# Saved data entries
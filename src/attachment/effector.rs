//! Effector - 骨骼的目标位置/朝向

use bitflags::bitflags;
use glam::{Quat, Vec3};

bitflags! {
    /// Effector 特性标志位
    #[derive(Clone, Copy, Debug, Default, PartialEq, Eq)]
    pub struct EffectorFeatures: u16 {
        /// weight < 1 时对混合目标做 nlerp（钉在链基座上），过渡更自然
        const WEIGHT_NLERP = 1 << 0;
        /// 求解后保持 Effector 骨骼原有朝向
        const KEEP_ORIENTATION = 1 << 1;
    }
}

/// Effector 附件
///
/// 附着在链末端骨骼上，描述求解器要到达的目标。`chain_length` 限制该
/// Effector 向根方向影响的骨骼数，0 表示一直延伸到树根。
#[derive(Clone, Debug)]
pub struct Effector {
    /// 目标位置（全局空间）
    pub target_position: Vec3,
    /// 目标朝向（全局空间，配合 TARGET_ROTATIONS 特性使用）
    pub target_rotation: Quat,
    /// 权重 [0, 1]，当前位置与目标位置之间的混合系数
    pub weight: f32,
    /// 链长限制，0 = 不限制（延伸到根）
    pub chain_length: u16,
    /// 朝向权重 [0, 1]，TARGET_ROTATIONS 下目标方向的参与程度
    pub rotation_weight: f32,
    /// 朝向权重沿链向基座方向的衰减系数
    pub rotation_decay: f32,
    /// 特性标志
    pub features: EffectorFeatures,

    /// 本次求解实际使用的目标（按 weight 混合后），每次 solve 前刷新
    pub(crate) actual_target: Vec3,
}

impl Default for Effector {
    fn default() -> Self {
        Self {
            target_position: Vec3::ZERO,
            target_rotation: Quat::IDENTITY,
            weight: 1.0,
            chain_length: 0,
            rotation_weight: 1.0,
            rotation_decay: 0.25,
            features: EffectorFeatures::empty(),
            actual_target: Vec3::ZERO,
        }
    }
}

impl Effector {
    /// 创建指向给定位置的 Effector
    pub fn new(target_position: Vec3) -> Self {
        Self {
            target_position,
            ..Self::default()
        }
    }

    /// 刷新 `actual_target`
    ///
    /// `tip_position` / `base_position` 为链末端与基座的全局位置。
    /// weight 线性混合当前位置与目标；开启 WEIGHT_NLERP 且 weight < 1 时，
    /// 将混合结果重新钉到以基座为圆心的球面上（基座到目标与基座到末端
    /// 距离的线性插值），避免直线混合把目标拉进链内侧。
    pub(crate) fn update_actual_target(&mut self, tip_position: Vec3, base_position: Vec3) {
        self.actual_target = tip_position + (self.target_position - tip_position) * self.weight;

        if self.features.contains(EffectorFeatures::WEIGHT_NLERP) && self.weight < 1.0 {
            let base_to_tip = tip_position - base_position;
            let base_to_target = self.target_position - base_position;
            let distance = base_to_target.length() * self.weight
                + base_to_tip.length() * (1.0 - self.weight);

            let direction = (self.actual_target - base_position)
                .try_normalize()
                .unwrap_or(Vec3::Y);
            self.actual_target = base_position + direction * distance;
        }
    }
}

#[cfg(test)]
mod tests {
    use super::*;

    #[test]
    fn test_full_weight_uses_target_directly() {
        let mut eff = Effector::new(Vec3::new(3.0, 0.0, 0.0));
        eff.update_actual_target(Vec3::new(0.0, 2.0, 0.0), Vec3::ZERO);
        assert!((eff.actual_target - Vec3::new(3.0, 0.0, 0.0)).length() < 1e-6);
    }

    #[test]
    fn test_half_weight_lerps_from_tip() {
        let mut eff = Effector::new(Vec3::new(2.0, 0.0, 0.0));
        eff.weight = 0.5;
        eff.update_actual_target(Vec3::new(0.0, 0.0, 0.0), Vec3::new(0.0, -1.0, 0.0));
        assert!((eff.actual_target - Vec3::new(1.0, 0.0, 0.0)).length() < 1e-6);
    }

    #[test]
    fn test_nlerp_pins_distance_to_base() {
        let mut eff = Effector::new(Vec3::new(4.0, 0.0, 0.0));
        eff.weight = 0.5;
        eff.features = EffectorFeatures::WEIGHT_NLERP;
        let base = Vec3::ZERO;
        let tip = Vec3::new(0.0, 2.0, 0.0);
        eff.update_actual_target(tip, base);

        // 基座到实际目标的距离应是两距离的插值: 4*0.5 + 2*0.5 = 3
        let d = (eff.actual_target - base).length();
        assert!((d - 3.0).abs() < 1e-5);
    }
}
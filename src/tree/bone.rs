//! 骨骼节点
//!
//! Bone 是骨骼树的基本单元。变换（position/rotation）存储在本地空间
//! （相对父骨骼）；FABRIK 求解前由变换工具转为全局空间，求解后转回。

use glam::{Quat, Vec3};

use crate::attachment::{Algorithm, Constraint, Effector, Pole};

/// 骨骼节点
///
/// 附件（effector / constraint / pole / algorithm）每类最多一个，
/// 通过 `BoneTree` 的 attach/detach 接口管理。
#[derive(Debug)]
pub struct Bone {
    /// 骨骼名称
    pub name: String,

    /// 树内索引
    pub(crate) internal_id: usize,

    /// 父骨骼索引 (-1 表示根骨骼)
    pub parent_index: i32,

    /// 位置（本地空间，相对父骨骼）
    pub position: Vec3,

    /// 旋转（本地空间，相对父骨骼）
    pub rotation: Quat,

    /// 到父骨骼的距离（骨段长度缓存，由 update_distances 刷新）
    ///
    /// 单次求解期间视为不可变；拓扑或静止位置变更后必须重算。
    pub dist_to_parent: f32,

    /// Effector 附件
    pub effector: Option<Effector>,

    /// 约束附件
    pub constraint: Option<Constraint>,

    /// 极向量附件
    pub pole: Option<Pole>,

    /// 算法附件（标记求解器区域的根）
    pub algorithm: Option<Algorithm>,
}

impl Bone {
    /// 创建新骨骼
    pub fn new(name: String) -> Self {
        Self {
            name,
            internal_id: 0,
            parent_index: -1,
            position: Vec3::ZERO,
            rotation: Quat::IDENTITY,
            dist_to_parent: 0.0,
            effector: None,
            constraint: None,
            pole: None,
            algorithm: None,
        }
    }

    /// 骨骼索引
    #[inline]
    pub fn link_id(&self) -> usize {
        self.internal_id
    }

    /// 父骨骼索引
    #[inline]
    pub fn parent_id(&self) -> Option<usize> {
        if self.parent_index >= 0 {
            Some(self.parent_index as usize)
        } else {
            None
        }
    }

    /// 是否为根骨骼
    #[inline]
    pub fn is_root(&self) -> bool {
        self.parent_index < 0
    }
}

impl Default for Bone {
    fn default() -> Self {
        Self::new(String::new())
    }
}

# Task
Only lines containing the string "filename" are needed. Pull each of them out of the records above.

# Written reply
filename src/attachment/effector.rs
filename src/tree/bone.rs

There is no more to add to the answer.